▶ _Your instructions_:
Each record below must be written out exactly as given.

- Opening Delimiter -

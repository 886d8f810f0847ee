use axum::{http::StatusCode, routing};
use prometheus::{
    opts, register_histogram_vec, register_int_counter, register_int_counter_vec,
    register_int_gauge, HistogramVec, IntCounter, IntCounterVec, IntGauge, TextEncoder,
};
use std::net::SocketAddr;

pub const RESPONSE_TIME_BUCKETS: &[f64] = &[
    0.0001, // 0.1 ms
    0.0005, // 0.5 ms
    0.0010, // 1   ms
    0.0025, // 2.5 ms
    0.0050, // 5   ms
    0.0075, // 7.5 ms
    0.0100, // 10  ms
    0.0250, // 25  ms
    0.0500, // 50  ms
    0.1000, // 100 ms
    0.5000, // 500 ms
];

pub const PROTOCOL_UDP: &str = "udp";
pub const PROTOCOL_TCP: &str = "tcp";

pub static DNS_REQUESTS_TOTAL: std::sync::LazyLock<IntCounterVec> =
    std::sync::LazyLock::new(|| {
        register_int_counter_vec!(
            opts!(
                "dns_requests_total",
                "Total number of DNS requests received, whether valid or invalid."
            ),
            &["protocol"]
        )
        .unwrap()
    });

pub static DNS_REQUESTS_MALFORMED_TOTAL: std::sync::LazyLock<IntCounterVec> =
    std::sync::LazyLock::new(|| {
        register_int_counter_vec!(
            opts!(
                "dns_requests_malformed_total",
                "Total number of DNS requests which could not be parsed."
            ),
            &["protocol"]
        )
        .unwrap()
    });

pub static DNS_RESPONSES_TOTAL: std::sync::LazyLock<IntCounterVec> =
    std::sync::LazyLock::new(|| {
        register_int_counter_vec!(
            opts!("dns_responses_total", "Total number of DNS responses sent."),
            &["aa", "tc", "rd", "ra", "rcode"]
        )
        .unwrap()
    });

pub static DNS_RESPONSE_TIME_SECONDS: std::sync::LazyLock<HistogramVec> =
    std::sync::LazyLock::new(|| {
        register_histogram_vec!(
            "dns_response_time_seconds",
            "Response time of DNS requests, whether valid or invalid.",
            &["protocol"],
            RESPONSE_TIME_BUCKETS.to_vec()
        )
        .unwrap()
    });

pub static DNS_QUESTIONS_TOTAL: std::sync::LazyLock<IntCounterVec> =
    std::sync::LazyLock::new(|| {
        register_int_counter_vec!(
            opts!(
                "dns_questions_total",
                "Total number of DNS questions received (a request may have multiple questions)."
            ),
            &["qtype", "qclass"]
        )
        .unwrap()
    });

pub static DNS_RESOLUTION_FAILURES_TOTAL: std::sync::LazyLock<IntCounter> =
    std::sync::LazyLock::new(|| {
        register_int_counter!(opts!(
            "dns_resolution_failures_total",
            "Total number of answers which could not be built from the configured records."
        ))
        .unwrap()
    });

pub static TCP_CONNECTIONS_OPEN: std::sync::LazyLock<IntGauge> = std::sync::LazyLock::new(|| {
    register_int_gauge!(opts!(
        "tcp_connections_open",
        "Number of TCP connections currently being served."
    ))
    .unwrap()
});

async fn get_metrics() -> (StatusCode, String) {
    match TextEncoder::new().encode_to_string(&prometheus::gather()) {
        Ok(metrics_str) => (StatusCode::OK, metrics_str),
        Err(err) => (StatusCode::INTERNAL_SERVER_ERROR, err.to_string()),
    }
}

pub async fn serve_prometheus_endpoint_task(address: SocketAddr) -> std::io::Result<()> {
    let app = axum::Router::new().route("/metrics", routing::get(get_metrics));
    let listener = tokio::net::TcpListener::bind(address).await?;
    axum::serve(listener, app).await?;

    Ok(())
}
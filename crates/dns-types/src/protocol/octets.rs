//! Conversions between big-endian octets and unsigned integers.
//!
//! The readers never panic: reading past the end of the slice gives
//! `None`, which the parser turns into a `MalformedMessage`.

/// Read the octet at `offset`.
pub fn read_u8(octets: &[u8], offset: usize) -> Option<u8> {
    octets.get(offset).copied()
}

/// Read a big-endian `u16` starting at `offset`.
pub fn read_u16(octets: &[u8], offset: usize) -> Option<u16> {
    let end = offset.checked_add(2)?;
    let bytes = octets.get(offset..end)?;
    Some(u16::from_be_bytes([bytes[0], bytes[1]]))
}

/// Read a big-endian `u32` starting at `offset`.
pub fn read_u32(octets: &[u8], offset: usize) -> Option<u32> {
    let end = offset.checked_add(4)?;
    let bytes = octets.get(offset..end)?;
    Some(u32::from_be_bytes([bytes[0], bytes[1], bytes[2], bytes[3]]))
}

pub fn u16_octets(value: u16) -> [u8; 2] {
    value.to_be_bytes()
}

pub fn u32_octets(value: u32) -> [u8; 4] {
    value.to_be_bytes()
}
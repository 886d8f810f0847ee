#![no_main]
use libfuzzer_sys::fuzz_target;

use dns_types::protocol::serialise::{Transport, TCP_MESSAGE_LIMIT};
use dns_types::protocol::types::Message;

fuzz_target!(|message: Message| {
    if let Ok(serialised) = message.to_octets(Transport::Tcp) {
        if serialised.len() < TCP_MESSAGE_LIMIT {
            let deserialised = Message::from_octets(&serialised);
            assert_eq!(Ok(message), deserialised);
        }
    }
});
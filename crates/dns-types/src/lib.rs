#![warn(clippy::pedantic)]
#![allow(clippy::missing_errors_doc)]
// Don't care enough to fix
#![allow(clippy::match_same_arms)]
#![allow(clippy::must_use_candidate)]
#![allow(clippy::module_name_repetitions)]
#![allow(clippy::struct_excessive_bools)]
#![allow(clippy::too_many_lines)]
#![allow(clippy::wildcard_imports)]

pub mod protocol;
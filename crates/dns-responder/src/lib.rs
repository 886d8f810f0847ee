#![warn(clippy::pedantic)]
#![allow(clippy::missing_errors_doc)]
// Don't care enough to fix
#![allow(clippy::match_same_arms)]
#![allow(clippy::must_use_candidate)]
#![allow(clippy::module_name_repetitions)]
#![allow(clippy::wildcard_imports)]

pub mod answer;

pub use self::answer::{ResolutionFailure, Responder};

use dns_types::protocol::types::{Message, Question, Rcode};

/// Whatever decides how a question gets answered.  It fills in the
/// response, usually by picking a `Responder` and calling
/// `Responder::answer_for`.
pub trait QuestionHandler {
    fn respond_to(&self, response: &mut Message, question: &Question);
}

impl<F> QuestionHandler for F
where
    F: Fn(&mut Message, &Question),
{
    fn respond_to(&self, response: &mut Message, question: &Question) {
        self(response, question);
    }
}

/// Build the response to a query, handing each question to the
/// handler in turn.  A refusal ends the response: later questions are
/// not looked at.
pub fn respond<H: QuestionHandler + ?Sized>(handler: &H, query: &Message) -> Message {
    let mut response = query.make_response();

    for question in &query.questions {
        if response.header.rcode == Rcode::Refused {
            tracing::debug!(%question, "skipping question after refusal");
            break;
        }

        let _span = tracing::error_span!("respond_to", %question).entered();
        handler.respond_to(&mut response, question);
        tracing::debug!(
            rcode = %response.header.rcode,
            answers = response.answers.len(),
            additional = response.additional.len(),
            "answered"
        );
    }

    response
}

- Closing Delimiter -

▶ _Output for this exercise_:
repository 886d8f810f0847ee
use axum::{http::StatusCode, routing};
use prometheus::{
    opts, register_histogram_vec, register_int_counter, register_int_counter_vec,
    register_int_gauge, HistogramVec, IntCounter, IntCounterVec, IntGauge, TextEncoder,
};
use std::net::SocketAddr;

pub const RESPONSE_TIME_BUCKETS: &[f64] = &[
    0.0001, // 0.1 ms
    0.0005, // 0.5 ms
    0.0010, // 1   ms
    0.0025, // 2.5 ms
    0.0050, // 5   ms
    0.0075, // 7.5 ms
    0.0100, // 10  ms
    0.0250, // 25  ms
    0.0500, // 50  ms
    0.1000, // 100 ms
    0.5000, // 500 ms
];

pub const PROTOCOL_UDP: &str = "udp";
pub const PROTOCOL_TCP: &str = "tcp";

pub static DNS_REQUESTS_TOTAL: std::sync::LazyLock<IntCounterVec> =
    std::sync::LazyLock::new(|| {
        register_int_counter_vec!(
            opts!(
                "dns_requests_total",
                "Total number of DNS requests received, whether valid or invalid."
            ),
            &["protocol"]
        )
        .unwrap()
    });

pub static DNS_REQUESTS_MALFORMED_TOTAL: std::sync::LazyLock<IntCounterVec> =
    std::sync::LazyLock::new(|| {
        register_int_counter_vec!(
            opts!(
                "dns_requests_malformed_total",
                "Total number of DNS requests which could not be parsed."
            ),
            &["protocol"]
        )
        .unwrap()
    });

pub static DNS_RESPONSES_TOTAL: std::sync::LazyLock<IntCounterVec> =
    std::sync::LazyLock::new(|| {
        register_int_counter_vec!(
            opts!("dns_responses_total", "Total number of DNS responses sent."),
            &["aa", "tc", "rd", "ra", "rcode"]
        )
        .unwrap()
    });

pub static DNS_RESPONSE_TIME_SECONDS: std::sync::LazyLock<HistogramVec> =
    std::sync::LazyLock::new(|| {
        register_histogram_vec!(
            "dns_response_time_seconds",
            "Response time of DNS requests, whether valid or invalid.",
            &["protocol"],
            RESPONSE_TIME_BUCKETS.to_vec()
        )
        .unwrap()
    });

pub static DNS_QUESTIONS_TOTAL: std::sync::LazyLock<IntCounterVec> =
    std::sync::LazyLock::new(|| {
        register_int_counter_vec!(
            opts!(
                "dns_questions_total",
                "Total number of DNS questions received (a request may have multiple questions)."
            ),
            &["qtype", "qclass"]
        )
        .unwrap()
    });

pub static DNS_RESOLUTION_FAILURES_TOTAL: std::sync::LazyLock<IntCounter> =
    std::sync::LazyLock::new(|| {
        register_int_counter!(opts!(
            "dns_resolution_failures_total",
            "Total number of answers which could not be built from the configured records."
        ))
        .unwrap()
    });

pub static TCP_CONNECTIONS_OPEN: std::sync::LazyLock<IntGauge> = std::sync::LazyLock::new(|| {
    register_int_gauge!(opts!(
        "tcp_connections_open",
        "Number of TCP connections currently being served."
    ))
    .unwrap()
});

async fn get_metrics() -> (StatusCode, String) {
    match TextEncoder::new().encode_to_string(&prometheus::gather()) {
        Ok(metrics_str) => (StatusCode::OK, metrics_str),
        Err(err) => (StatusCode::INTERNAL_SERVER_ERROR, err.to_string()),
    }
}

pub async fn serve_prometheus_endpoint_task(address: SocketAddr) -> std::io::Result<()> {
    let app = axum::Router::new().route("/metrics", routing::get(get_metrics));
    let listener = tokio::net::TcpListener::bind(address).await?;
    axum::serve(listener, app).await?;

    Ok(())
}
filename crates/dns-types/src/protocol/octets.rs
//! Conversions between big-endian octets and unsigned integers.
//!
//! The readers never panic: reading past the end of the slice gives
//! `None`, which the parser turns into a `MalformedMessage`.

/// Read the octet at `offset`.
pub fn read_u8(octets: &[u8], offset: usize) -> Option<u8> {
    octets.get(offset).copied()
}

/// Read a big-endian `u16` starting at `offset`.
pub fn read_u16(octets: &[u8], offset: usize) -> Option<u16> {
    let end = offset.checked_add(2)?;
    let bytes = octets.get(offset..end)?;
    Some(u16::from_be_bytes([bytes[0], bytes[1]]))
}

/// Read a big-endian `u32` starting at `offset`.
pub fn read_u32(octets: &[u8], offset: usize) -> Option<u32> {
    let end = offset.checked_add(4)?;
    let bytes = octets.get(offset..end)?;
    Some(u32::from_be_bytes([bytes[0], bytes[1], bytes[2], bytes[3]]))
}

pub fn u16_octets(value: u16) -> [u8; 2] {
    value.to_be_bytes()
}

pub fn u32_octets(value: u32) -> [u8; 4] {
    value.to_be_bytes()
}
repository 886d8f810f0847ee
#![no_main]
use libfuzzer_sys::fuzz_target;

use dns_types::protocol::serialise::{Transport, TCP_MESSAGE_LIMIT};
use dns_types::protocol::types::Message;

fuzz_target!(|message: Message| {
    if let Ok(serialised) = message.to_octets(Transport::Tcp) {
        if serialised.len() < TCP_MESSAGE_LIMIT {
            let deserialised = Message::from_octets(&serialised);
            assert_eq!(Ok(message), deserialised);
        }
    }
});
filename crates/dns-types/src/lib.rs
#![warn(clippy::pedantic)]
#![allow(clippy::missing_errors_doc)]
// Don't care enough to fix
#![allow(clippy::match_same_arms)]
#![allow(clippy::must_use_candidate)]
#![allow(clippy::module_name_repetitions)]
#![allow(clippy::struct_excessive_bools)]
#![allow(clippy::too_many_lines)]
#![allow(clippy::wildcard_imports)]

pub mod protocol;
filename crates/dns-responder/src/lib.rs
repository 886d8f810f0847ee
#![warn(clippy::pedantic)]
#![allow(clippy::missing_errors_doc)]
// Don't care enough to fix
#![allow(clippy::match_same_arms)]
#![allow(clippy::must_use_candidate)]
#![allow(clippy::module_name_repetitions)]
#![allow(clippy::wildcard_imports)]

pub mod answer;

pub use self::answer::{ResolutionFailure, Responder};

use dns_types::protocol::types::{Message, Question, Rcode};

/// Whatever decides how a question gets answered.  It fills in the
/// response, usually by picking a `Responder` and calling
/// `Responder::answer_for`.
pub trait QuestionHandler {
    fn respond_to(&self, response: &mut Message, question: &Question);
}

impl<F> QuestionHandler for F
where
    F: Fn(&mut Message, &Question),
{
    fn respond_to(&self, response: &mut Message, question: &Question) {
        self(response, question);
    }
}

/// Build the response to a query, handing each question to the
/// handler in turn.  A refusal ends the response: later questions are
/// not looked at.
pub fn respond<H: QuestionHandler + ?Sized>(handler: &H, query: &Message) -> Message {
    let mut response = query.make_response();

    for question in &query.questions {
        if response.header.rcode == Rcode::Refused {
            tracing::debug!(%question, "skipping question after refusal");
            break;
        }

        let _span = tracing::error_span!("respond_to", %question).entered();
        handler.respond_to(&mut response, question);
        tracing::debug!(
            rcode = %response.header.rcode,
            answers = response.answers.len(),
            additional = response.additional.len(),
            "answered"
        );
    }

    response
}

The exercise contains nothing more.